▸ Action item
What lines of the data hold the string "factory"? Pull each one out.
START Extracted entries
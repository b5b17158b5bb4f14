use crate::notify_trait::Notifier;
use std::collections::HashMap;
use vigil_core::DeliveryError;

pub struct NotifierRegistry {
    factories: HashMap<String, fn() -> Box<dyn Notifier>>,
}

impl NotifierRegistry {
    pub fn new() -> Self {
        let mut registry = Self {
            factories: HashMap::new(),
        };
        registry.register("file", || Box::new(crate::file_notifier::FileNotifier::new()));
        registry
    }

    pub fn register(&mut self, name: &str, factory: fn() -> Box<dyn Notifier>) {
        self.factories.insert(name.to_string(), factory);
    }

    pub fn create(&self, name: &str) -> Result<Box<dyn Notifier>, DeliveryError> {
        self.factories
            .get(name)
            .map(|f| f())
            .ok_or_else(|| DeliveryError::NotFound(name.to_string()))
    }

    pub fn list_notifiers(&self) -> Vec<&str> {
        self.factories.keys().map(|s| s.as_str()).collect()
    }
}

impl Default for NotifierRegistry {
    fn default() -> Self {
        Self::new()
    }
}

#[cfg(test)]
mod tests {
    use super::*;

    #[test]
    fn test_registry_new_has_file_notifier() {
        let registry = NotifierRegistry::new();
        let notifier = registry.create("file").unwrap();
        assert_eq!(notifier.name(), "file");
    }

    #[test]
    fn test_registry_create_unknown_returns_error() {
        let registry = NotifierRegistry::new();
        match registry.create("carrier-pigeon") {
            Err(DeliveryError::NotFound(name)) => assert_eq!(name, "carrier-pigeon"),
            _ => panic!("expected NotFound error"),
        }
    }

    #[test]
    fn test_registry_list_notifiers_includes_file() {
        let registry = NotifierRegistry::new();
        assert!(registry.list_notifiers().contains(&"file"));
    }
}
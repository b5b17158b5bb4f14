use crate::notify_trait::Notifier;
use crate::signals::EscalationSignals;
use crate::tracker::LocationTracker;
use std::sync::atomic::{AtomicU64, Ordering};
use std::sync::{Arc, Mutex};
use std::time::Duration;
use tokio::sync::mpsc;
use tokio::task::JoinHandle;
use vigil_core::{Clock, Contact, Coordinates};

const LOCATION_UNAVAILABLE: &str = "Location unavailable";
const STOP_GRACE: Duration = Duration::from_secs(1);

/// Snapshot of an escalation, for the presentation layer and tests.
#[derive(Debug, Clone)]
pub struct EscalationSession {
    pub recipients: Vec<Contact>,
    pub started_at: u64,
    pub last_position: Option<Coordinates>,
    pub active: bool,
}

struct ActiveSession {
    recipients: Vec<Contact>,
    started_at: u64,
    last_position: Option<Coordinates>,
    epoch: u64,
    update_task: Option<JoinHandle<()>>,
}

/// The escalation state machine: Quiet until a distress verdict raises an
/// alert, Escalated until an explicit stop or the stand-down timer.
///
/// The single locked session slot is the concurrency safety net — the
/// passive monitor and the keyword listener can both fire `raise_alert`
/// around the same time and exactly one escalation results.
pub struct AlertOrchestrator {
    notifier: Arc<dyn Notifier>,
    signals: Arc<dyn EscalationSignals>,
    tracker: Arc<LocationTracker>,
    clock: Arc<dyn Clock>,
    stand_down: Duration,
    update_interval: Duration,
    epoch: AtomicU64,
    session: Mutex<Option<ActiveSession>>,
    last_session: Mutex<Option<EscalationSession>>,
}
END Extracted entries
▸ Exercise output
    pub fn register(&mut self, name: &str, factory: fn() -> Box<dyn Notifier>) {
        self.factories.insert(name.to_string(), factory);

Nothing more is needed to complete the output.